Multiplication in Vector-Valued Anisotropic Function Spaces and Applications to Non-Linear Partial Differential Equations

TL;DR

This paper investigates multiplication and Nemytskij operators in anisotropic vector-valued function spaces, providing optimal estimates and applications to improve results on quasilinear evolution equations.

Contribution

It generalizes and improves known estimates for multiplication and Nemytskij operators in anisotropic vector-valued Besov, Bessel potential, and Sobolev-Slobodeckij spaces, with applications to PDEs.

Findings

Optimal estimates for multiplication in anisotropic spaces.
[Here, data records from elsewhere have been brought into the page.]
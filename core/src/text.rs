//! Immutable source buffers.
//!
//! A `SourceBuffer` owns the text of one compilation unit together with a
//! precomputed line table. Tokens and diagnostics share a buffer through an
//! `Arc` so positions can always be turned back into text and line/column
//! pairs.

use std::fmt;

use crate::diag::Span;

/// Errors raised when a position or line lies outside a buffer.
#[derive(Debug, Clone, PartialEq, Eq, thiserror::Error)]
pub enum TextError {
    #[error("position {position} is outside of the buffer (length {length})")]
    PositionOutOfRange { position: usize, length: usize },
    #[error("range {span} is outside of the buffer (length {length})")]
    RangeOutOfRange { span: Span, length: usize },
    #[error("line {line} does not exist (the buffer has {count} lines)")]
    LineOutOfRange { line: usize, count: usize },
}

pub struct SourceBuffer {
    name: String,
    text: String,
    /// Line ranges, excluding the terminating newline sequence.
    lines: Vec<Span>,
}

impl SourceBuffer {
    pub fn new(name: impl Into<String>, text: impl Into<String>) -> Self {
        let text = text.into();
        let lines = split_lines(&text);

        Self {
            name: name.into(),
            text,
            lines,
        }
    }

    /// Buffer for text that did not come from a file.
    pub fn raw(text: impl Into<String>) -> Self {
        Self::new("<raw>", text)
    }

    pub fn name(&self) -> &str {
        &self.name
    }

    pub fn len(&self) -> usize {
        self.text.len()
    }

    pub fn is_empty(&self) -> bool {
        self.text.is_empty()
    }

    pub fn text(&self) -> &str {
        &self.text
    }

    /// Character starting at byte offset `position`.
    pub fn char_at(&self, position: usize) -> Option<char> {
        self.text.get(position..)?.chars().next()
    }

    pub fn slice(&self, span: Span) -> Result<&str, TextError> {
        self.text
            .get(span.start..span.end)
            .ok_or(TextError::RangeOutOfRange {
                span,
                length: self.text.len(),
            })
    }

    pub fn line_count(&self) -> usize {
        self.lines.len()
    }

    /// Range of a 1-based line, without its newline.
    pub fn line_span(&self, line: usize) -> Result<Span, TextError> {
        line.checked_sub(1)
            .and_then(|index| self.lines.get(index))
            .copied()
            .ok_or(TextError::LineOutOfRange {
                line,
                count: self.lines.len(),
            })
    }

    pub fn line(&self, line: usize) -> Result<&str, TextError> {
        let span = self.line_span(line)?;
        self.slice(span)
    }

    /// 1-based line and column of a byte offset. The end-of-buffer offset is
    /// valid and maps past the last character.
    pub fn line_column(&self, position: usize) -> Result<(usize, usize), TextError> {
        if position > self.text.len() {
            return Err(TextError::PositionOutOfRange {
                position,
                length: self.text.len(),
            });
        }

        let index = self
            .lines
            .partition_point(|line| line.start <= position)
            .saturating_sub(1);
        let start = self.lines.get(index).map_or(0, |line| line.start);

        let column = match self.text.get(start..position) {
            Some(prefix) => prefix.chars().count(),
            None => position - start,
        };

        Ok((index + 1, column + 1))
    }
}

impl fmt::Debug for SourceBuffer {
    fn fmt(&self, f: &mut fmt::Formatter<'_>) -> fmt::Result {
        f.debug_struct("SourceBuffer")
            .field("name", &self.name)
            .field("len", &self.text.len())
            .field("lines", &self.lines.len())
            .finish()
    }
}

fn split_lines(text: &str) -> Vec<Span> {
    let bytes = text.as_bytes();
    let mut lines = Vec::new();
    let mut start = 0;
    let mut cursor = 0;

    while cursor < bytes.len() {
        match bytes[cursor] {
            b'\r' => {
                lines.push(Span::new(start, cursor));
                cursor += if bytes.get(cursor + 1) == Some(&b'\n') { 2 } else { 1 };
                start = cursor;
            }
            b'\n' => {
                lines.push(Span::new(start, cursor));
                cursor += 1;
                start = cursor;
            }
            _ => cursor += 1,
        }
    }

    lines.push(Span::new(start, bytes.len()));
    lines
}

#[cfg(test)]
mod tests {
    use super::*;

    #[test]
    fn splits_every_newline_style_once() {
        let buffer = SourceBuffer::raw("one\r\ntwo\rthree\nfour");

        assert_eq!(buffer.line_count(), 4);
        assert_eq!(buffer.line(1).unwrap(), "one");
        assert_eq!(buffer.line(2).unwrap(), "two");
        assert_eq!(buffer.line(3).unwrap(), "three");
        assert_eq!(buffer.line(4).unwrap(), "four");
    }

    #[test]
    fn line_ranges_exclude_newlines() {
        let buffer = SourceBuffer::raw("ab\r\ncd\n");

        assert_eq!(buffer.line_span(1).unwrap(), Span::new(0, 2));
        assert_eq!(buffer.line_span(2).unwrap(), Span::new(4, 6));
        assert_eq!(buffer.line_span(3).unwrap(), Span::new(7, 7));
        assert!(buffer.line_span(0).is_err());
        assert!(buffer.line_span(4).is_err());
    }

    #[test]
    fn computes_one_based_positions() {
        let buffer = SourceBuffer::raw("mod a\r\n  main");

        assert_eq!(buffer.line_column(0).unwrap(), (1, 1));
        assert_eq!(buffer.line_column(4).unwrap(), (1, 5));
        assert_eq!(buffer.line_column(9).unwrap(), (2, 3));
        assert_eq!(buffer.line_column(buffer.len()).unwrap(), (2, 7));
    }

    #[test]
    fn columns_count_characters() {
        let buffer = SourceBuffer::raw("é = 1");

        assert_eq!(buffer.line_column(3).unwrap(), (1, 3));
    }

    #[test]
    fn rejects_positions_past_the_end() {
        let buffer = SourceBuffer::raw("abc");

        assert_eq!(
            buffer.line_column(4),
            Err(TextError::PositionOutOfRange {
                position: 4,
                length: 3
            })
        );
        assert!(buffer.slice(Span::new(2, 9)).is_err());
        assert_eq!(buffer.char_at(1), Some('b'));
        assert_eq!(buffer.char_at(3), None);
    }
}
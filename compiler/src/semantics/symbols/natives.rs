//! Built-in types registered in the global scope.

use super::scope::{DeclarationResult, ScopeTree};
use crate::semantics::ids::SymbolId;

/// Names of the native types, in registration order.
pub const NATIVE_TYPES: [&str; 15] = [
    "i8", "i16", "i32", "i64", "i128", "u8", "u16", "u32", "u64", "u128", "f32", "f64", "bool",
    "char", "str",
];

/// Declare every native type in the global scope of `tree`. Names that are
/// already present are left alone.
pub fn register_natives(tree: &ScopeTree) -> Vec<SymbolId> {
    NATIVE_TYPES
        .iter()
        .map(|name| match tree.declare_type(tree.root(), name, None) {
            DeclarationResult::Ok(id) | DeclarationResult::Duplicate { existing: id } => id,
        })
        .collect()
}

pub fn is_native(name: &str) -> bool {
    NATIVE_TYPES.contains(&name)
}

#[cfg(test)]
mod tests {
    use std::collections::HashSet;

    use super::*;
    use crate::semantics::symbols::SymbolKind;

    #[test]
    fn natives_get_distinct_type_ids() {
        let tree = ScopeTree::with_natives();

        let type_ids: HashSet<_> = NATIVE_TYPES
            .iter()
            .filter_map(|name| tree.lookup(tree.root(), name))
            .filter_map(|id| match tree.symbol(id)?.kind {
                SymbolKind::Type { type_id, .. } => Some(type_id),
                _ => None,
            })
            .collect();

        assert_eq!(type_ids.len(), NATIVE_TYPES.len());
    }

    #[test]
    fn registering_twice_keeps_the_first_symbols() {
        let tree = ScopeTree::new();
        let first = register_natives(&tree);
        let count = tree.symbol_count();

        assert_eq!(register_natives(&tree), first);
        assert_eq!(tree.symbol_count(), count);
        assert!(is_native("u128"));
        assert!(!is_native("string"));
    }
}
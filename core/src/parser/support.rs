use super::*;

/// Deepest nesting of expressions, types and blocks the parser accepts.
pub(super) const MAX_NESTING_DEPTH: usize = 64;

impl Parser {
    pub(super) fn current(&self) -> &FilteredToken {
        // The synthetic end-of-file token is always last.
        &self.tokens[self.cursor.min(self.tokens.len() - 1)]
    }

    pub(super) fn current_token(&self) -> &Token {
        &self.current().token
    }

    pub(super) fn current_kind(&self) -> TokenKind {
        self.current().token.kind
    }

    pub(super) fn current_span(&self) -> Span {
        self.current().token.span
    }

    /// Kind of the token `offset` positions ahead of the cursor.
    pub(super) fn peek_kind(&self, offset: usize) -> TokenKind {
        let index = (self.cursor + offset).min(self.tokens.len() - 1);
        self.tokens[index].token.kind
    }

    /// The current token is the first on its line.
    pub(super) fn at_line_start(&self) -> bool {
        self.current().after_newline
    }

    pub(super) fn previous_span(&self) -> Span {
        if self.cursor == 0 {
            return Span::new(0, 0);
        }

        self.tokens[self.cursor - 1].token.span
    }

    pub(super) fn bump(&mut self) -> Token {
        let token = self.current_token().clone();

        if self.cursor + 1 < self.tokens.len() {
            self.cursor += 1;
        }

        token
    }

    pub(super) fn is_eof(&self) -> bool {
        self.current_kind() == TokenKind::EndOfFile
    }

    pub(super) fn check(&self, kind: TokenKind) -> bool {
        self.current_kind() == kind
    }

    /// Consume the current token if it has `kind`.
    pub(super) fn eat(&mut self, kind: TokenKind) -> Option<Token> {
        self.check(kind).then(|| self.bump())
    }

    /// Consume a token of one of `kinds` or fail with an "Expected" message.
    pub(super) fn require(&mut self, kinds: &[TokenKind]) -> PassResult<Token> {
        if kinds.contains(&self.current_kind()) {
            return Ok(self.bump());
        }

        let labels: Vec<&str> = kinds.iter().map(|kind| kind.as_str()).collect();
        Err(self.unexpected(&labels))
    }

    pub(super) fn expect_token(&mut self, kind: TokenKind) -> PassResult<Token> {
        self.require(&[kind])
    }

    /// Failure at the current token naming what was expected instead.
    pub(super) fn unexpected(&self, expected: &[&str]) -> PassFailure {
        let wanted = match expected {
            [single] => format!("Expected '{single}'"),
            many => {
                let quoted: Vec<String> = many.iter().map(|label| format!("'{label}'")).collect();
                format!("Expected one of: {}", quoted.join(","))
            }
        };

        let found = match self.current_kind() {
            TokenKind::EndOfFile => "end of file",
            kind => kind.as_str(),
        };

        self.error(
            self.current_span(),
            format!("{wanted}; Instead, got '{found}'"),
        )
    }

    pub(super) fn error(&self, span: Span, message: impl Into<String>) -> PassFailure {
        PassFailure::from(Diagnostic::error(&self.source, span, message))
    }

    /// Record an error without interrupting the parse.
    pub(super) fn report(&mut self, span: Span, message: impl Into<String>) {
        self.diagnostics
            .push(Diagnostic::error(&self.source, span, message));
    }

    /// Run `parse` one nesting level deeper, failing past `MAX_NESTING_DEPTH`.
    pub(super) fn nested<T>(
        &mut self,
        parse: impl FnOnce(&mut Self) -> PassResult<T>,
    ) -> PassResult<T> {
        if self.depth >= MAX_NESTING_DEPTH {
            return Err(self.error(
                self.current_span(),
                format!("Nesting exceeds the maximum depth of {MAX_NESTING_DEPTH}"),
            ));
        }

        self.depth += 1;
        let result = parse(self);
        self.depth -= 1;
        result
    }

    /// Keep the diagnostic carried by a failure, if any.
    pub(super) fn record(&mut self, failure: PassFailure) {
        if let PassFailure::Reported(diagnostic) = failure {
            self.diagnostics.push(*diagnostic);
        }
    }

    pub(super) fn checkpoint(&self) -> Checkpoint {
        Checkpoint {
            cursor: self.cursor,
            diagnostics: self.diagnostics.len(),
        }
    }

    /// Rewind the cursor and drop diagnostics raised since `checkpoint`.
    pub(super) fn restore(&mut self, checkpoint: Checkpoint) {
        self.cursor = checkpoint.cursor;
        self.diagnostics.truncate(checkpoint.diagnostics);
    }

    /// Try `attempt`; on failure rewind as if it never ran.
    pub(super) fn speculate<T>(
        &mut self,
        attempt: impl FnOnce(&mut Self) -> PassResult<T>,
    ) -> Option<T> {
        let checkpoint = self.checkpoint();

        match attempt(self) {
            Ok(value) => Some(value),
            Err(_) => {
                tracing::trace!(
                    from = self.cursor,
                    to = checkpoint.cursor,
                    "speculative parse backtracked"
                );
                self.restore(checkpoint);
                None
            }
        }
    }
}
/// Collect the declarations of `program` into `tree`.
///
/// Never fails: problems are reported through `SemanticOutput::diagnostics`,
/// and the typed tree is only returned when every statement was collected.
#[tracing::instrument(skip_all, fields(source = %source.name()))]
pub fn collect(tree: &ScopeTree, program: &Program, source: &Arc<SourceBuffer>) -> SemanticOutput {
    let mut collector = Collector::new(tree, source);

    let result = catch_internal("Collector", source, || collector.collect_program(program));
    let mut diagnostics = collector.diagnostics;

    let program = match result {
        Ok(Ok(program)) => Some(program),
        Ok(Err(failure)) => {
            if let PassFailure::Reported(diagnostic) = failure {
                diagnostics.push(*diagnostic);
            }
            None
        }
        Err(internal) => {
            diagnostics.push(internal);
            None
        }
    };

    tracing::debug!(
        collected = program.is_some(),
        errors = diagnostics.error_count(),
        "collected"
    );

    SemanticOutput {
        program,
        diagnostics,
    }
}

struct Collector<'a> {
    tree: &'a ScopeTree,
    source: Arc<SourceBuffer>,
    scopes: ScopeIdStack,
    diagnostics: DiagnosticList,
}

impl<'a> Collector<'a> {
    fn new(tree: &'a ScopeTree, source: &Arc<SourceBuffer>) -> Self {
        Self {
            tree,
            source: Arc::clone(source),
            scopes: ScopeIdStack::new(),
            diagnostics: DiagnosticList::new(),
        }
    }

    fn collect_program(&mut self, program: &Program) -> PassResult<TypedProgram> {
        if program.module.is_error() {
            return Err(self.error(program.module.span, "Missing module name"));
        }

        self.scopes.push(self.tree.root());
        let result = self.collect_module(program);
        self.scopes.truncate(0);
        result
    }

    fn collect_module(&mut self, program: &Program) -> PassResult<TypedProgram> {
        let mut module = None;
        for segment in &program.module.segments {
            let (symbol, scope) = self.open_module(segment)?;
            self.scopes.push(scope);
            module = Some((symbol, scope));
        }

        let Some((module, scope)) = module else {
            return Err(self.error(program.module.span, "Missing module name"));
        };

        let statements = self.collect_statements(&program.statements)?;

        for _ in &program.module.segments {
            self.pop_scope(program.span)?;
        }
        if self.scopes.current() != Some(self.tree.root()) {
            return Err(self.unbalanced(program.span));
        }

        Ok(TypedProgram {
            module,
            scope,
            statements,
            span: program.span,
        })
    }

    fn open_module(&mut self, segment: &Token) -> PassResult<(SymbolId, ScopeId)> {
        let name = segment.text();
        self.tree
            .open_module(self.current_scope(), name, self.location(segment.span))
            .map_err(|_| {
                self.error(
                    segment.span,
                    format!(
                        "Cannot define a module named '{name}': A symbol with that name is already declared in this scope"
                    ),
                )
            })
    }

    /// Collect a statement list. A failing statement is recorded, the scope
    /// stack is unwound to where the list started and its siblings are still
    /// collected; the list as a whole then fails silently.
    fn collect_statements(&mut self, statements: &[Stmt]) -> PassResult<Vec<TypedStmt>> {
        let depth = self.scopes.len();
        let mut collected = Vec::with_capacity(statements.len());

        for statement in statements {
            match self.collect_statement(statement) {
                Ok(typed) => collected.push(Some(typed)),
                Err(failure) => {
                    self.scopes.truncate(depth);
                    self.record(failure);
                    collected.push(None);
                }
            }
        }

        collected
            .into_iter()
            .collect::<Option<Vec<_>>>()
            .ok_or(PassFailure::Silent)
    }

    fn collect_statement(&mut self, statement: &Stmt) -> PassResult<TypedStmt> {
        match statement {
            Stmt::Import(import) => Ok(TypedStmt::Import(self.collect_import(import))),
            Stmt::AggregateImport(import) => {
                Ok(TypedStmt::Import(self.collect_aggregate_import(import)))
            }
            Stmt::Entry(entry) => self.collect_entry(entry).map(TypedStmt::Entry),
            Stmt::Block(block) => self.collect_block(block).map(TypedStmt::Block),
            Stmt::Return(ret) => Ok(TypedStmt::Return(TypedReturn {
                value: ret.value.as_ref().map(TypedExpr::pending),
                span: ret.span,
            })),
            Stmt::Expression(expr) => Ok(TypedStmt::Expression(TypedExpr::pending(expr))),
        }
    }

    fn collect_import(&self, import: &ImportStmt) -> Vec<ImportBinding> {
        let mut path = path_of(&import.scope);
        if import.is_wildcard() {
            return vec![ImportBinding::wildcard(path, import.span)];
        }

        path.push(import.item.text().to_string());
        let name = import.alias.as_ref().unwrap_or(&import.item).text();
        vec![ImportBinding::named(name, path, import.span)]
    }

    fn collect_aggregate_import(&self, import: &AggregateImportStmt) -> Vec<ImportBinding> {
        let scope = path_of(&import.scope);
        let mut bindings: Vec<ImportBinding> = import
            .items
            .iter()
            .map(|item| {
                let mut path = scope.clone();
                path.push(item.name.text().to_string());
                ImportBinding::named(item.binding().text(), path, import.span)
            })
            .collect();

        if let Some(alias) = &import.alias {
            bindings.push(ImportBinding::named(alias.text(), scope, import.span));
        }

        bindings
    }

    fn collect_entry(&mut self, entry: &EntryStmt) -> PassResult<TypedEntry> {
        let parent = self.current_scope();
        let scope = self.tree.create_scope(parent);
        self.scopes.push(scope);

        let parameters = entry
            .parameters
            .iter()
            .map(|parameter| self.collect_parameter(scope, parameter))
            .collect::<PassResult<Vec<_>>>()?;

        let body = self.collect_statements(&entry.body.statements)?;
        self.pop_scope(entry.span)?;

        let kind = SymbolKind::Entry {
            scope,
            parameters: parameters.iter().map(|parameter| parameter.symbol).collect(),
            return_type: None,
        };
        let symbol = self.declare(parent, &entry.name, kind)?;

        Ok(TypedEntry {
            symbol,
            scope,
            parameters,
            return_syntax: entry.return_type.clone(),
            return_type: None,
            body,
            span: entry.span,
        })
    }

    fn collect_parameter(
        &mut self,
        scope: ScopeId,
        parameter: &Parameter,
    ) -> PassResult<TypedParameter> {
        match parameter {
            Parameter::SelfParam(param) => {
                let kind = SymbolKind::Parameter {
                    data_type: None,
                    variadic: false,
                };
                Ok(TypedParameter {
                    symbol: self.declare(scope, &param.token, kind)?,
                    syntax: None,
                    variadic: false,
                    default: None,
                    span: param.span,
                })
            }
            Parameter::Variable(param) => {
                let kind = SymbolKind::Parameter {
                    data_type: None,
                    variadic: param.variadic,
                };
                Ok(TypedParameter {
                    symbol: self.declare(scope, &param.name, kind)?,
                    syntax: Some(param.ty.clone()),
                    variadic: param.variadic,
                    default: param.default.as_ref().map(TypedExpr::pending),
                    span: param.span,
                })
            }
        }
    }

    fn collect_block(&mut self, block: &BlockStmt) -> PassResult<TypedBlock> {
        let scope = self.tree.create_scope(self.current_scope());
        self.scopes.push(scope);
        let statements = self.collect_statements(&block.statements)?;
        self.pop_scope(block.span)?;

        Ok(TypedBlock {
            scope,
            statements,
            span: block.span,
        })
    }

    fn declare(&mut self, scope: ScopeId, name: &Token, kind: SymbolKind) -> PassResult<SymbolId> {
        let description = kind.describe();
        match self
            .tree
            .declare(scope, name.text(), kind, Some(self.location(name.span)))
        {
            DeclarationResult::Ok(symbol) => Ok(symbol),
            DeclarationResult::Duplicate { .. } => Err(self.error(
                name.span,
                format!(
                    "Cannot define {description} named '{}': A symbol with that name is already declared in this scope",
                    name.text()
                ),
            )),
        }
    }

    fn current_scope(&self) -> ScopeId {
        self.scopes.current().unwrap_or(self.tree.root())
    }

    fn pop_scope(&mut self, span: Span) -> PassResult<ScopeId> {
        match self.scopes.pop() {
            Some(scope) if !self.scopes.is_empty() => Ok(scope),
            _ => Err(self.unbalanced(span)),
        }
    }

    fn unbalanced(&self, span: Span) -> PassFailure {
        self.error(span, "Invalid operation: Scope stack unbalanced")
    }

    fn location(&self, span: Span) -> SourceLocation {
        SourceLocation::new(&self.source, span)
    }

    fn error(&self, span: Span, message: impl Into<String>) -> PassFailure {
        PassFailure::from(Diagnostic::error(&self.source, span, message))
    }

    fn record(&mut self, failure: PassFailure) {
        if let PassFailure::Reported(diagnostic) = failure {
            self.diagnostics.push(*diagnostic);
        }
    }
}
Extension of Nemytskij operator theory to anisotropic vector-valued spaces.

Enhanced results on quasilinear evolution equations.

Abstract

We study multiplication as well as Nemytskij operators in anisotropic vector-valued Besov spaces $B^{s, \omega}_p$, Bessel potential spaces $H^{s, \omega}_p$, and Sobolev-Slobodeckij spaces $W^{s, \omega}_p$. Concerning multiplication we obtain optimal estimates, which constitute generalizations and improvements of known estimates in the isotropic/scalar-valued case. Concerning Nemytskij operators we consider the acting of analytic functions on supercritial anisotropic vector-valued function spaces of the above type. Moreover, we show how the given estimates may be used in order to improve results on quasilinear evolution equations as well as their proofs.